Collecting data from platforms, repurposing their algorithmic sorting capacities, deploying platform APIs, scrapers or free online tools for analysis may thus result in “cascades of inscriptions” or biases (Ruppert et al. 2013), as each element of the methodological apparatus comes with its specific, but not necessarily aligning bias. Doing digital research thus poses the question of how these inscriptions a) play out together and b) align or mal-align with the researchers’ objective. In recent work with Noortje Marres (2015), we claim that rather than trying to eliminate any misfit between the methodological bias of data or tools and one’s own research objective, it is worth working with these interface effects and embracing mal-alignment. This could allow for a reflexive stance in situations when the medium is both the site of critical inquiry and also key element of the research apparatus. By doing so, researchers learn more about their own analytical propositions, how media constrain or advance them, and invites experimentation with methodologies without overcorrecting certain types of bias, a process which can pose its own problems.

Let me illustrate my proposal for inviting mal-alignment with by drawing on a previous study on how different devices, including search engines and platforms, organise content in real-time (Weltevrede et al. 2014). Rather than trying to make their underlying algorithmic and calculative practices transparent, we instead built a software tool that allowed us to trace how the algorithms operate in action. Focusing on both fresh (that is,most recent), and recommended (that is, algorithmically selected), content, we adjusted the tool to each platform, issued a query every five minutes and recorded the number of new results, which are visualised as lines in the chart below.
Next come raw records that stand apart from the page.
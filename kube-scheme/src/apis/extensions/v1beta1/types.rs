//! extensions/v1beta1 wire types, every field optional as written by users
use k8s_openapi::{
    api::core::v1::PodTemplateSpec,
    apimachinery::pkg::{
        apis::meta::v1::{LabelSelector, ObjectMeta, Time},
        util::intstr::IntOrString,
    },
};
use serde::{Deserialize, Serialize};

fn is_zero(n: &i32) -> bool {
    *n == 0
}

/// DaemonSet represents the configuration of a daemon set
#[derive(Deserialize, Serialize, Clone, Debug, Default, PartialEq)]
#[serde(rename_all = "camelCase", default)]
pub struct DaemonSet {
    /// Standard object metadata
    pub metadata: ObjectMeta,
    /// Desired behaviour
    pub spec: DaemonSetSpec,
    /// Most recently observed status
    #[serde(skip_serializing_if = "Option::is_none")]
    pub status: Option<DaemonSetStatus>,
}

/// Desired behaviour of a [`DaemonSet`]
#[derive(Deserialize, Serialize, Clone, Debug, Default, PartialEq)]
#[serde(rename_all = "camelCase", default)]
pub struct DaemonSetSpec {
    /// Query over the pods the daemon set manages; defaulted from the template labels
    #[serde(skip_serializing_if = "Option::is_none")]
    pub selector: Option<LabelSelector>,
    /// Pod template to run on each node
    #[serde(skip_serializing_if = "Option::is_none")]
    pub template: Option<PodTemplateSpec>,
    /// How existing pods are replaced
    pub update_strategy: DaemonSetUpdateStrategy,
    /// Label key distinguishing pods of different template revisions
    #[serde(skip_serializing_if = "Option::is_none")]
    pub unique_label_key: Option<String>,
}

/// Replacement strategy of a [`DaemonSet`]
#[derive(Deserialize, Serialize, Clone, Debug, Default, PartialEq)]
#[serde(rename_all = "camelCase", default)]
pub struct DaemonSetUpdateStrategy {
    /// `RollingUpdate` or `OnDelete`
    #[serde(rename = "type", skip_serializing_if = "Option::is_none")]
    pub type_: Option<String>,
    /// Parameters of a `RollingUpdate`
    #[serde(skip_serializing_if = "Option::is_none")]
    pub rolling_update: Option<RollingUpdateDaemonSet>,
}

/// Parameters of a rolling daemon set update
#[derive(Deserialize, Serialize, Clone, Debug, Default, PartialEq)]
#[serde(rename_all = "camelCase", default)]
pub struct RollingUpdateDaemonSet {
    /// Pods that may be unavailable during the update, absolute or a percentage
    #[serde(skip_serializing_if = "Option::is_none")]
    pub max_unavailable: Option<IntOrString>,
}

/// Observed state of a [`DaemonSet`]
#[derive(Deserialize, Serialize, Clone, Debug, Default, PartialEq, Eq)]
#[serde(rename_all = "camelCase", default)]
pub struct DaemonSetStatus {
    /// Nodes running at least one daemon pod that should run it
    pub current_number_scheduled: i32,
    /// Nodes running a daemon pod that should not run it
    pub number_misscheduled: i32,
    /// Nodes that should run the daemon pod
    pub desired_number_scheduled: i32,
}

/// Deployment enables declarative updates for pods and replica sets
#[derive(Deserialize, Serialize, Clone, Debug, Default, PartialEq)]
#[serde(rename_all = "camelCase", default)]
pub struct Deployment {
    /// Standard object metadata
    pub metadata: ObjectMeta,
    /// Desired behaviour
    pub spec: DeploymentSpec,
    /// Most recently observed status
    #[serde(skip_serializing_if = "Option::is_none")]
    pub status: Option<DeploymentStatus>,
}

/// Desired behaviour of a [`Deployment`]
#[derive(Deserialize, Serialize, Clone, Debug, Default, PartialEq)]
#[serde(rename_all = "camelCase", default)]
pub struct DeploymentSpec {
    /// Number of desired pods; defaults to 1
    #[serde(skip_serializing_if = "Option::is_none")]
    pub replicas: Option<i32>,
    /// Query over the pods the deployment manages; defaulted from the template labels
    #[serde(skip_serializing_if = "Option::is_none")]
    pub selector: Option<LabelSelector>,
    /// Pod template
    pub template: PodTemplateSpec,
    /// How existing pods are replaced
    pub strategy: DeploymentStrategy,
    /// Seconds a new pod must be ready before it counts as available
    #[serde(skip_serializing_if = "is_zero")]
    pub min_ready_seconds: i32,
    /// Old replica sets to retain for rollback
    #[serde(skip_serializing_if = "Option::is_none")]
    pub revision_history_limit: Option<i32>,
    /// Whether the deployment is paused
    #[serde(skip_serializing_if = "std::ops::Not::not")]
    pub paused: bool,
    /// A requested rollback, cleared once it is performed
    #[serde(skip_serializing_if = "Option::is_none")]
    pub rollback_to: Option<RollbackConfig>,
    /// Label key distinguishing pods of different template revisions
    #[serde(skip_serializing_if = "Option::is_none")]
    pub unique_label_key: Option<String>,
}

/// Replacement strategy of a [`Deployment`]
#[derive(Deserialize, Serialize, Clone, Debug, Default, PartialEq)]
#[serde(rename_all = "camelCase", default)]
pub struct DeploymentStrategy {
    /// `Recreate` or `RollingUpdate`
    #[serde(rename = "type", skip_serializing_if = "Option::is_none")]
    pub type_: Option<String>,
    /// Parameters of a `RollingUpdate`
    #[serde(skip_serializing_if = "Option::is_none")]
    pub rolling_update: Option<RollingUpdateDeployment>,
}

/// Parameters of a rolling deployment update
#[derive(Deserialize, Serialize, Clone, Debug, Default, PartialEq)]
#[serde(rename_all = "camelCase", default)]
pub struct RollingUpdateDeployment {
    /// Pods that may be unavailable during the update, absolute or a percentage
    #[serde(skip_serializing_if = "Option::is_none")]
    pub max_unavailable: Option<IntOrString>,
    /// Pods that may be created above the desired count, absolute or a percentage
    #[serde(skip_serializing_if = "Option::is_none")]
    pub max_surge: Option<IntOrString>,
}

/// Revision to roll a [`Deployment`] back to
#[derive(Deserialize, Serialize, Clone, Debug, Default, PartialEq, Eq)]
#[serde(rename_all = "camelCase", default)]
pub struct RollbackConfig {
    /// The revision; 0 means the last one
    pub revision: i64,
}

/// Observed state of a [`Deployment`]
#[derive(Deserialize, Serialize, Clone, Debug, Default, PartialEq, Eq)]
#[serde(rename_all = "camelCase", default)]
pub struct DeploymentStatus {
    /// Generation observed by the controller
    pub observed_generation: i64,
    /// Pods targeted by the deployment
    pub replicas: i32,
    /// Pods running the latest template
    pub updated_replicas: i32,
    /// Pods available for at least `minReadySeconds`
    pub available_replicas: i32,
    /// Pods still needed for full capacity
    pub unavailable_replicas: i32,
}

/// Job represents the configuration of a single job
#[derive(Deserialize, Serialize, Clone, Debug, Default, PartialEq)]
#[serde(rename_all = "camelCase", default)]
pub struct Job {
    /// Standard object metadata
    pub metadata: ObjectMeta,
    /// Desired behaviour
    pub spec: JobSpec,
    /// Most recently observed status
    #[serde(skip_serializing_if = "Option::is_none")]
    pub status: Option<JobStatus>,
}

/// Desired behaviour of a [`Job`]
#[derive(Deserialize, Serialize, Clone, Debug, Default, PartialEq)]
#[serde(rename_all = "camelCase", default)]
pub struct JobSpec {
    /// Pods running at any instant; defaults to 1
    #[serde(skip_serializing_if = "Option::is_none")]
    pub parallelism: Option<i32>,
    /// Successful pods needed to finish the job; defaults to 1
    #[serde(skip_serializing_if = "Option::is_none")]
    pub completions: Option<i32>,
    /// Seconds the job may stay active before it is terminated
    #[serde(skip_serializing_if = "Option::is_none")]
    pub active_deadline_seconds: Option<i64>,
    /// Query over the pods the job manages; defaulted from the template labels
    #[serde(skip_serializing_if = "Option::is_none")]
    pub selector: Option<LabelSelector>,
    /// Pod template
    pub template: PodTemplateSpec,
}

/// Observed state of a [`Job`]
#[derive(Deserialize, Serialize, Clone, Debug, Default, PartialEq)]
#[serde(rename_all = "camelCase", default)]
pub struct JobStatus {
    /// Latest observations of the job's state
    #[serde(skip_serializing_if = "Vec::is_empty")]
    pub conditions: Vec<JobCondition>,
    /// When the job was acknowledged by the controller
    #[serde(skip_serializing_if = "Option::is_none")]
    pub start_time: Option<Time>,
    /// When the job finished
    #[serde(skip_serializing_if = "Option::is_none")]
    pub completion_time: Option<Time>,
    /// Pods actively running
    pub active: i32,
    /// Pods that reached phase Succeeded
    pub succeeded: i32,
    /// Pods that reached phase Failed
    pub failed: i32,
}

/// One observation of a [`Job`]'s state
#[derive(Deserialize, Serialize, Clone, Debug, Default, PartialEq)]
#[serde(rename_all = "camelCase", default)]
pub struct JobCondition {
    /// Condition type, `Complete` or `Failed`
    #[serde(rename = "type")]
    pub type_: String,
    /// `True`, `False` or `Unknown`
    pub status: String,
    /// When the condition was last probed
    #[serde(skip_serializing_if = "Option::is_none")]
    pub last_probe_time: Option<Time>,
    /// When the condition last changed status
    #[serde(skip_serializing_if = "Option::is_none")]
    pub last_transition_time: Option<Time>,
    /// Machine-readable reason for the last transition
    #[serde(skip_serializing_if = "Option::is_none")]
    pub reason: Option<String>,
    /// Human-readable details of the last transition
    #[serde(skip_serializing_if = "Option::is_none")]
    pub message: Option<String>,
}

/// ReplicaSet represents the configuration of a replica set
#[derive(Deserialize, Serialize, Clone, Debug, Default, PartialEq)]
#[serde(rename_all = "camelCase", default)]
pub struct ReplicaSet {
    /// Standard object metadata
    pub metadata: ObjectMeta,
    /// Desired behaviour
    pub spec: ReplicaSetSpec,
    /// Most recently observed status
    #[serde(skip_serializing_if = "Option::is_none")]
    pub status: Option<ReplicaSetStatus>,
}

/// Desired behaviour of a [`ReplicaSet`]
#[derive(Deserialize, Serialize, Clone, Debug, Default, PartialEq)]
#[serde(rename_all = "camelCase", default)]
pub struct ReplicaSetSpec {
    /// Number of desired pods; defaults to 1
    #[serde(skip_serializing_if = "Option::is_none")]
    pub replicas: Option<i32>,
    /// Query over the pods the replica set manages; defaulted from the template labels
    #[serde(skip_serializing_if = "Option::is_none")]
    pub selector: Option<LabelSelector>,
    /// Pod template
    #[serde(skip_serializing_if = "Option::is_none")]
    pub template: Option<PodTemplateSpec>,
}

/// Observed state of a [`ReplicaSet`]
#[derive(Deserialize, Serialize, Clone, Debug, Default, PartialEq, Eq)]
#[serde(rename_all = "camelCase", default)]
pub struct ReplicaSetStatus {
    /// Most recently observed number of pods
    pub replicas: i32,
    /// Pods whose labels match the template labels
    pub fully_labeled_replicas: i32,
    /// Generation observed by the controller
    pub observed_generation: i64,
}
The resulting bars visualise the intensity and rhythm at which the devices deliver new content for the chosen query.

We found continuous pace on Twitter and Google, bulky pace on batch upload platforms like Flickr and stale pace with little updates on Google Blog Search. The pace and temporality of each platform or engine, the project concluded, is dependent on the interaction of the algorithm with user activities (content production), the query and the time. The alignment between method and medium was not entirely neat as the categories of fresh and recommended content do not fit all platforms. But it allowed us to explore algorithms operating in situated contexts and creating the specific temporalities of each platform or engine.

As seen from this example, exploring mal-alignment offers a different perspective on two key concerns for working with biased or opaque data and tools. Firstly, it offers an alternative to the desire for complete transparency, for instance by reading code or reconstructing algorithmic ordering. Instead, embracing mal-alignment allows researchers to study the effects and biases of the medium ‘in action’, which can be understood as specific and situated effects of media operating in methodological assemblies. Secondly, there are implications for our understanding of medium-specificity, which cannot be considered as a discrete property of data, tools or media, but instead should be regarded as a situated and distributed, as seen in the assembly of real-time streams, which follow their distinctive rhythms. The specificity of a medium does not solely arise from itself, but from its operations in different contexts.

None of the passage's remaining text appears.